Antibody responses of congeneic mouse strains to the D-2V NS1 glycoprotein after repeated infections with live D-2V. Three mice of each congeneic strain (strains B10.G, B10.RIII, B10.M, B10.S, C57BL/BJ, B10.BR, B10.A, and B10.D2N) were immunized twice with live D-2V or virus-free medium [B10.S(C) (control)], and the reciprocal log₁₀ t₅₀ values against the nonreduced form of the purified D-2V NS1 protein were determined by using sera collected from each mouse 2 weeks after the first (gray bars) and second (black bars) immunizations. Strains that were high and low responders were identified when the log₁₀ t₅₀ ELISA titers of each mouse/group were >1.0 and 2.0 or <1.0 and 2.0 after the first and second infections, respectively.

FIG. 3.

Cross-reactions of PAbs generated to live D-2V in congeneic mice with human platelets and fibrinogen. The reciprocal log₁₀ t₅₀ values for pools of sera from congeneic mouse strains B10.RIII, B10.S, C57BL/BJ, B10.BR, B10.A, and B10.D2N, infected twice with live D-2V or with virus-free medium [B10.S(C) (control)], against the nonreduced forms of the purified D-2V NS1 protein, human platelets, human fibrinogen, human serum albumin [ALBUMIN (H)], or chicken egg albumin [ALBUMIN (O)] were determined.

FIG. 4.

Design of AFLX1 peptide. The AFLX1 peptide contained the 110- to 129-amino-acid sequence of the D-2V (strain PR159S1 and TR1751) NS1 protein, with the LX1 epitope (shown in boldface), the ¹²¹AKMLST¹²⁶ sequence predicted to be an H-2 I-A^d binding motif (cumulative score, >400) (27), a natural glutamic acid (E) (negative [-ve] charge) residue at the amino terminus and natural histidine (H) (positive [+ve] charge), and an unnatural cysteine (C) residue at the carboxy terminus. The molecular shape (C, random coil; H, alpha helix; E, extended strand; X, no consensus), predicted by using a consensus of eight computer algorithms, is shown.

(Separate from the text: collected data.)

// Modules
pub mod aggregate;
pub mod config;
pub mod constants;
pub mod data;
pub mod errors;
pub mod grower;
pub mod measure;
pub mod node;
pub mod partition;
pub mod prune;
pub mod tree;
pub mod utils;

// Individual classes, and functions
pub use config::{ConfigIO, GrowConfig, PruneConfig, PruneMethod};
pub use data::{Attribute, AttributeKind, AttributeSet, Table, Value};
pub use errors::DTreeError;
pub use grower::grow;
pub use measure::Measure;
pub use prune::prune;
pub use tree::{Predicted, Prediction, Tree};
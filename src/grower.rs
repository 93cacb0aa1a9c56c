//! Grower
//!
//! Top-down induction of a decision or regression tree. Every call works on
//! an exclusive slice of one tuple index vector and on a working copy of the
//! tuple weights, which are scaled down for tuples with a missing test value
//! while they take part in a child and restored afterwards.
use crate::aggregate::{AggTable, FreqTable, VarTable};
use crate::config::GrowConfig;
use crate::constants::{EPSILON, REL_TOLERANCE, WORTHLESS};
use crate::data::{AttributeKind, AttributeSet, Table};
use crate::errors::DTreeError;
use crate::node::{Node, Slot, Split, Summary};
use crate::partition::{pivot, pivot_missing, sort_by_value};
use crate::tree::Tree;
use log::{debug, info, trace, warn};
use std::sync::Arc;

/// Grow a tree predicting column `target` of `table`.
///
/// The measure must fit the target: class measures for nominal targets,
/// variance measures for integer or continuous ones. Tuples with a missing
/// target are ignored.
pub fn grow(table: &Table, target: usize, config: &GrowConfig) -> Result<Tree, DTreeError> {
    config.validate()?;
    let att = table
        .attributes()
        .get(target)
        .ok_or_else(|| DTreeError::UnknownAttribute(target.to_string()))?;
    if att.is_metric() != config.measure.is_metric() {
        return Err(DTreeError::InvalidTarget(format!(
            "measure {} does not apply to target {}",
            config.measure, att.name
        )));
    }
    let mut config = config.clone();
    if config.one_vs_rest && (config.subset || config.binary) {
        warn!("One-vs-rest splits take precedence over subset search.");
        config.subset = false;
        config.binary = false;
    }
    if config.binary && !config.subset {
        warn!("Binary splits need subset search, enabling it.");
        config.subset = true;
    }
    if config.eval_only && (config.max_height == 0 || config.max_height > 2) {
        config.max_height = 2;
    }
    let attributes = if config.dup_attributes {
        Arc::new(AttributeSet::clone(table.attributes()))
    } else {
        Arc::clone(table.attributes())
    };
    let tree = match &att.kind {
        AttributeKind::Nominal(values) => Grower::<FreqTable>::new(table, target, &config, values.len(), attributes)?.run()?,
        _ => Grower::<VarTable>::new(table, target, &config, 0, attributes)?.run()?,
    };
    info!(
        "Grown tree for {}: {} nodes, {} leaves, height {}.",
        att.name, tree.size, tree.leaves, tree.height
    );
    Ok(tree)
}

/// Best split found so far at a node.
struct Candidate {
    attribute: usize,
    score: f64,
    cut: Option<f64>,
}

struct Grower<'a, T: AggTable> {
    table: &'a Table,
    target: usize,
    config: &'a GrowConfig,
    ycnt: usize,
    weights: Vec<f64>,
    /// Nominal attributes already tested with a single value on the current path.
    used: Vec<bool>,
    curr: T,
    cand: T,
    best: T,
    scores: Option<Vec<Option<f64>>>,
    index: Vec<usize>,
    tree: Tree,
}

impl<'a, T: AggTable> Grower<'a, T> {
    fn new(
        table: &'a Table,
        target: usize,
        config: &'a GrowConfig,
        ycnt: usize,
        attributes: Arc<AttributeSet>,
    ) -> Result<Self, DTreeError> {
        let mut index = Vec::new();
        index.try_reserve(table.len()).map_err(|_| DTreeError::OutOfMemory)?;
        index.extend((0..table.len()).filter(|i| !table.get(*i, target).is_missing()));
        let mut weights = Vec::new();
        weights.try_reserve(table.len()).map_err(|_| DTreeError::OutOfMemory)?;
        weights.extend_from_slice(table.weights());
        let natts = attributes.len();
        let mut grower = Grower {
            table,
            target,
            config,
            ycnt,
            weights,
            used: vec![false; natts],
            curr: T::default(),
            cand: T::default(),
            best: T::default(),
            scores: if config.eval_only { Some(vec![None; natts]) } else { None },
            index: Vec::new(),
            tree: Tree::new(attributes, target, Summary::nominal(Vec::new()))?,
        };
        let root = grower.summarize(&index);
        grower.tree.nodes[0] = Node::leaf(root);
        grower.index = index;
        Ok(grower)
    }

    fn run(mut self) -> Result<Tree, DTreeError> {
        let mut index = std::mem::take(&mut self.index);
        self.grow_node(0, &mut index, 1)?;
        self.tree.attribute_scores = self.scores.take();
        self.tree.update_stats();
        Ok(self.tree)
    }

    /// Target statistics of a set of tuples under the current weights.
    fn summarize(&mut self, index: &[usize]) -> Summary {
        self.curr.init(1, self.ycnt);
        for &i in index {
            self.curr
                .add(Some(0), T::target(self.table.get(i, self.target)), self.weights[i]);
        }
        self.curr.marginalize();
        self.curr.summary()
    }

    fn is_terminal(&self, weight: f64, error: f64, level: usize) -> bool {
        weight < 2.0 * self.config.min_branch
            || error <= EPSILON
            || (self.config.max_height > 0 && level >= self.config.max_height)
    }

    fn grow_node(&mut self, id: usize, index: &mut [usize], level: usize) -> Result<(), DTreeError> {
        let weight = self.tree.nodes[id].weight();
        let error = self.tree.nodes[id].error();
        let terminal = self.is_terminal(weight, error, level);
        let evaluate_all = level == 1 && self.scores.is_some();
        if terminal && !evaluate_all {
            return Ok(());
        }

        let table = self.table;
        let mut chosen: Option<Candidate> = None;
        for (attribute, att) in table.attributes().iter().enumerate() {
            if attribute == self.target || self.used[attribute] {
                continue;
            }
            let (score, cut) = match &att.kind {
                AttributeKind::Nominal(values) => (self.eval_nominal(attribute, values.len(), index), None),
                _ => self.eval_cut(attribute, index),
            };
            trace!("Level {}, attribute {}: {}", level, att.name, score);
            if evaluate_all {
                if let Some(scores) = self.scores.as_mut() {
                    scores[attribute] = if score > WORTHLESS { Some(score) } else { None };
                }
            }
            let best_score = chosen.as_ref().map_or(WORTHLESS, |c| c.score);
            if score > best_score && score >= self.config.min_measure {
                chosen = Some(Candidate { attribute, score, cut });
                std::mem::swap(&mut self.cand, &mut self.best);
            }
        }
        let chosen = match chosen {
            Some(c) if !terminal => c,
            _ => return Ok(()),
        };

        let attribute = chosen.attribute;
        let nslots = match chosen.cut {
            Some(_) => 2,
            None => self.best.xcnt(),
        };
        // representative slot of every slot and the weight of each group
        let groups: Vec<usize> = (0..nslots).map(|v| self.best.destination(v)).collect();
        let group_weights: Vec<f64> = (0..nslots)
            .map(|g| if groups[g] == g { self.best.frq_x(g) } else { 0.0 })
            .collect();
        let known = self.best.known();
        debug!(
            "Level {}: split on {} (score {}), {} branches.",
            level,
            table.attributes().get(attribute).map_or("", |a| a.name.as_str()),
            chosen.score,
            group_weights.iter().filter(|w| **w > 0.0).count()
        );

        let m = pivot_missing(index, table, attribute);
        let mut saved = Vec::new();
        saved.try_reserve(m).map_err(|_| DTreeError::OutOfMemory)?;
        saved.extend(index[..m].iter().map(|i| (*i, self.weights[*i])));

        let mark = self.tree.nodes.len();
        let mut split = Split::new(attribute, chosen.cut, nslots);
        let mut end = index.len();
        for rep in 0..nslots {
            if groups[rep] != rep || group_weights[rep] <= 0.0 {
                continue;
            }
            let frac = group_weights[rep] / known;
            let p = pivot(&mut index[m..end], |i| {
                split.slot_for(table.get(i, attribute)).map(|s| groups.get(s) == Some(&rep)) == Some(true)
            });
            for (i, w) in saved.iter() {
                self.weights[*i] = w * frac;
            }
            let summary = self.summarize(&index[..m + p]);
            let child = self.tree.push(Node::leaf(summary))?;
            split.slots[rep] = Slot::Owned(child);
            let mut members = 0;
            for v in 0..nslots {
                if groups[v] == rep {
                    members += 1;
                    if v != rep {
                        split.slots[v] = Slot::Alias(rep);
                    }
                }
            }
            let was_used = self.used[attribute];
            if chosen.cut.is_none() && members == 1 {
                self.used[attribute] = true;
            }
            self.grow_node(child, &mut index[..m + p], level + 1)?;
            self.used[attribute] = was_used;
            for (i, w) in saved.iter() {
                self.weights[*i] = *w;
            }
            // missing tuples back to the front, the finished group behind the open ones
            pivot_missing(&mut index[..m + p], table, attribute);
            index[m..end].rotate_left(p);
            end -= p;
        }
        self.tree.nodes[id].split = Some(split);

        if self.config.prune_trivial {
            let subtree = self.tree.subtree_error(id);
            if error <= subtree * (1.0 + REL_TOLERANCE) {
                debug!("Level {}: subtree is no better than a leaf, discarded.", level);
                self.tree.nodes[id].split = None;
                self.tree.nodes.truncate(mark);
            }
        }
        Ok(())
    }

    /// Evaluate a nominal attribute, leaving the chosen grouping in `cand`.
    fn eval_nominal(&mut self, attribute: usize, xcnt: usize, index: &[usize]) -> f64 {
        self.cand.init(xcnt, self.ycnt);
        for &i in index {
            self.cand.add(
                self.table.get(i, attribute).as_nominal(),
                T::target(self.table.get(i, self.target)),
                self.weights[i],
            );
        }
        self.cand.marginalize();
        if self.config.one_vs_rest {
            one_vs_rest(&mut self.cand, &mut self.curr, self.config)
        } else if self.config.subset {
            merge_subsets(&mut self.cand, self.config)
        } else {
            rate(&self.cand, self.config)
        }
    }

    /// Search the best cut of an integer or continuous attribute by sweeping
    /// the sorted tuples through a two-column table. The table of the best
    /// cut is left in `cand`.
    fn eval_cut(&mut self, attribute: usize, index: &mut [usize]) -> (f64, Option<f64>) {
        let table = self.table;
        let m = pivot_missing(index, table, attribute);
        sort_by_value(&mut index[m..], table, attribute);
        self.curr.init(2, self.ycnt);
        for (k, &i) in index.iter().enumerate() {
            let x = if k < m { None } else { Some(1) };
            self.curr.add(x, T::target(table.get(i, self.target)), self.weights[i]);
        }
        self.curr.marginalize();
        let min = self.config.min_branch;
        let mut best = WORTHLESS;
        let mut cut = None;
        for k in m..index.len().saturating_sub(1) {
            let i = index[k];
            let y = T::target(table.get(i, self.target));
            self.curr.add(Some(1), y, -self.weights[i]);
            self.curr.add(Some(0), y, self.weights[i]);
            let v = table.get(i, attribute).as_f64().unwrap_or(f64::NEG_INFINITY);
            let next = table.get(index[k + 1], attribute).as_f64().unwrap_or(f64::NEG_INFINITY);
            if v >= next {
                continue;
            }
            self.curr.marginalize();
            if self.curr.frq_x(0) < min || self.curr.frq_x(1) < min {
                continue;
            }
            let score = self.curr.eval(self.config.measure, self.config.weighted, &self.config.params);
            if score > best {
                best = score;
                let mid = v + (next - v) / 2.0;
                cut = Some(if mid < next { mid } else { v });
                self.cand.copy_from(&self.curr);
            }
        }
        match cut {
            Some(_) => (best, cut),
            None => (WORTHLESS, None),
        }
    }
}

/// Score a table, requiring at least two branches with the minimum weight.
fn rate<T: AggTable>(t: &T, config: &GrowConfig) -> f64 {
    if t.branch_count(config.min_branch) < 2 {
        return WORTHLESS;
    }
    t.eval(config.measure, config.weighted, &config.params)
}

/// Try every value against the rest, leaving the best grouping in `t`.
fn one_vs_rest<T: AggTable>(t: &mut T, scratch: &mut T, config: &GrowConfig) -> f64 {
    let xcnt = t.xcnt();
    let mut best = WORTHLESS;
    for v in 0..xcnt {
        if t.frq_x(v) <= 0.0 {
            continue;
        }
        let rest = match (0..xcnt).find(|x| *x != v) {
            Some(r) => r,
            None => break,
        };
        for x in 0..xcnt {
            if x != v && x != rest {
                t.combine(x, rest);
            }
        }
        t.marginalize();
        let score = rate(t, config);
        if score > best {
            best = score;
            scratch.copy_from(t);
        }
        for x in 0..xcnt {
            if x != v && x != rest {
                t.uncombine(x);
            }
        }
        t.marginalize();
    }
    if best > WORTHLESS {
        std::mem::swap(t, scratch);
    }
    best
}

/// Greedily merge pairs of value groups, each into the lower index. Without
/// the binary flag a merge is kept while the score does not drop, with it
/// merging goes on until two groups remain. Once only one group reaches the
/// minimum branch weight, that (heaviest) group is left out of the merging.
fn merge_subsets<T: AggTable>(t: &mut T, config: &GrowConfig) -> f64 {
    let params = &config.params;
    let mut score = t.eval(config.measure, config.weighted, params);
    loop {
        let groups: Vec<usize> = (0..t.xcnt())
            .filter(|x| t.is_active(*x) && t.frq_x(*x) > 0.0)
            .collect();
        if groups.len() <= 2 {
            break;
        }
        let nontrivial = groups.iter().filter(|g| t.frq_x(**g) >= config.min_branch).count();
        let exempt = if nontrivial <= 1 {
            groups
                .iter()
                .copied()
                .max_by(|a, b| t.frq_x(*a).total_cmp(&t.frq_x(*b)))
        } else {
            None
        };
        let mut best_pair = None;
        let mut best_score = WORTHLESS;
        for (k, &dst) in groups.iter().enumerate() {
            for &src in &groups[k + 1..] {
                if exempt == Some(dst) || exempt == Some(src) {
                    continue;
                }
                if !t.combine(src, dst) {
                    continue;
                }
                t.marginalize();
                let s = t.eval(config.measure, config.weighted, params);
                t.uncombine(src);
                t.marginalize();
                if best_pair.is_none() || s > best_score {
                    best_score = s;
                    best_pair = Some((src, dst));
                }
            }
        }
        let (src, dst) = match best_pair {
            Some(pair) => pair,
            None => break,
        };
        if !config.binary && best_score < score {
            break;
        }
        t.combine(src, dst);
        t.marginalize();
        score = best_score;
    }
    rate(t, config)
}
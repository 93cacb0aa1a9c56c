use super::{can_combine, AggTable};
use crate::constants::{EPSILON, WORTHLESS};
use crate::data::Value;
use crate::measure::{self, Measure, MeasureParams};
use crate::node::Summary;

/// Weight, sum and sum of squares of a metric target per value group.
///
/// Slot 0 of every vector holds the cases with an unknown split value,
/// value group `x` lives in slot `x + 1`.
#[derive(Debug, Clone, Default)]
pub struct VarTable {
    xcnt: usize,
    cnt: Vec<f64>,
    sum: Vec<f64>,
    sqr: Vec<f64>,
    lost: Vec<f64>,
    known_cnt: f64,
    known_sum: f64,
    known_sqr: f64,
    total: f64,
    grand: f64,
    dsts: Vec<Option<usize>>,
}

/// Sum of squared errors of a group from its weight, sum and sum of squares.
#[inline]
pub fn sse(cnt: f64, sum: f64, sqr: f64) -> f64 {
    if cnt < EPSILON {
        0.0
    } else {
        (sqr - sum * sum / cnt).max(0.0)
    }
}

impl VarTable {
    pub fn new(xcnt: usize) -> Self {
        let mut t = VarTable::default();
        t.init(xcnt, 0);
        t
    }

    /// Weight, sum and sum of squares of value group `x`.
    #[inline]
    pub fn stats(&self, x: usize) -> (f64, f64, f64) {
        (self.cnt[x + 1], self.sum[x + 1], self.sqr[x + 1])
    }

    /// Weight, sum and sum of squares over all active groups with a known value.
    #[inline]
    pub fn known_stats(&self) -> (f64, f64, f64) {
        (self.known_cnt, self.known_sum, self.known_sqr)
    }

    pub fn sse_x(&self, x: usize) -> f64 {
        let (c, s, q) = self.stats(x);
        sse(c, s, q)
    }

    pub fn sse_known(&self) -> f64 {
        sse(self.known_cnt, self.known_sum, self.known_sqr)
    }

    fn shift(&mut self, from: usize, to: usize, sign: f64) {
        self.cnt[to + 1] += sign * self.cnt[from + 1];
        self.sum[to + 1] += sign * self.sum[from + 1];
        self.sqr[to + 1] += sign * self.sqr[from + 1];
        self.lost[to + 1] += sign * self.lost[from + 1];
    }
}

impl AggTable for VarTable {
    type Target = f64;

    fn target(value: &Value) -> Option<f64> {
        value.as_f64()
    }

    fn init(&mut self, xcnt: usize, _ycnt: usize) {
        self.xcnt = xcnt;
        for v in [&mut self.cnt, &mut self.sum, &mut self.sqr, &mut self.lost] {
            v.clear();
            v.resize(xcnt + 1, 0.0);
        }
        self.dsts.clear();
        self.dsts.resize(xcnt, None);
        self.known_cnt = 0.0;
        self.known_sum = 0.0;
        self.known_sqr = 0.0;
        self.total = 0.0;
        self.grand = 0.0;
    }

    #[inline]
    fn add(&mut self, x: Option<usize>, y: Option<f64>, weight: f64) {
        let i = x.map_or(0, |x| x + 1);
        match y {
            Some(y) => {
                self.cnt[i] += weight;
                self.sum[i] += weight * y;
                self.sqr[i] += weight * y * y;
            }
            None => self.lost[i] += weight,
        }
    }

    fn marginalize(&mut self) {
        self.known_cnt = 0.0;
        self.known_sum = 0.0;
        self.known_sqr = 0.0;
        self.grand = self.cnt[0] + self.lost[0];
        for x in 0..self.xcnt {
            if self.dsts[x].is_some() {
                continue;
            }
            self.known_cnt += self.cnt[x + 1];
            self.known_sum += self.sum[x + 1];
            self.known_sqr += self.sqr[x + 1];
            self.grand += self.cnt[x + 1] + self.lost[x + 1];
        }
        self.total = self.known_cnt + self.cnt[0];
    }

    fn combine(&mut self, src: usize, dst: usize) -> bool {
        if !can_combine(&self.dsts, src, dst) {
            return false;
        }
        let mut d = Some(dst);
        while let Some(x) = d {
            self.shift(src, x, 1.0);
            d = self.dsts[x];
        }
        self.dsts[src] = Some(dst);
        true
    }

    fn uncombine(&mut self, src: usize) -> bool {
        let mut d = match self.dsts.get(src).copied().flatten() {
            Some(d) => Some(d),
            None => return false,
        };
        while let Some(x) = d {
            self.shift(src, x, -1.0);
            d = self.dsts[x];
        }
        self.dsts[src] = None;
        true
    }

    #[inline]
    fn merged_into(&self, x: usize) -> Option<usize> {
        self.dsts[x]
    }

    fn xcnt(&self) -> usize {
        self.xcnt
    }

    #[inline]
    fn frq_x(&self, x: usize) -> f64 {
        self.cnt[x + 1]
    }

    fn unknown_x(&self) -> f64 {
        self.cnt[0]
    }

    fn known(&self) -> f64 {
        self.known_cnt
    }

    fn total(&self) -> f64 {
        self.total
    }

    fn grand(&self) -> f64 {
        self.grand
    }

    fn eval(&self, measure: Measure, weighted: bool, params: &MeasureParams) -> f64 {
        if self.known_cnt < EPSILON || !measure.is_metric() {
            return WORTHLESS;
        }
        let score = measure::var::evaluate(self, measure, params);
        if score == WORTHLESS || !score.is_finite() {
            return WORTHLESS;
        }
        if weighted {
            score * self.known_cnt / self.total
        } else {
            score
        }
    }

    fn copy_from(&mut self, other: &Self) {
        self.xcnt = other.xcnt;
        self.cnt.clone_from(&other.cnt);
        self.sum.clone_from(&other.sum);
        self.sqr.clone_from(&other.sqr);
        self.lost.clone_from(&other.lost);
        self.dsts.clone_from(&other.dsts);
        self.known_cnt = other.known_cnt;
        self.known_sum = other.known_sum;
        self.known_sqr = other.known_sqr;
        self.total = other.total;
        self.grand = other.grand;
    }

    fn summary(&self) -> Summary {
        Summary::metric(self.known_cnt, self.known_sum, self.known_sqr)
    }
}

The amino acid substitutions which occur within the LX1 epitope from the NS1 proteins of D-1V, D-3V, and D-4V are underlined, and the cumulative I-A^d binding scores in their corresponding 6-amino-acid sequences are shown.

FIG. 5.

Immunoblot of the nonreduced and reduced AFLX1 peptide on nitrocellulose and nylon membranes. Two concentrations (10 and 2.5 μg) of the AFLX1 peptide were nonreduced (lanes −) or reduced (lanes +) with 2-mercaptoethanol (2ME), subjected to 15% (wt/vol) SDS-polyacrylamide gel electrophoresis, electroblotted onto nitrocellulose or nylon membranes, and detected with MAb 3D1.4. The locations of the monomer (2.5-kDa) and dimer (5.0-kDa) forms of the peptide are shown.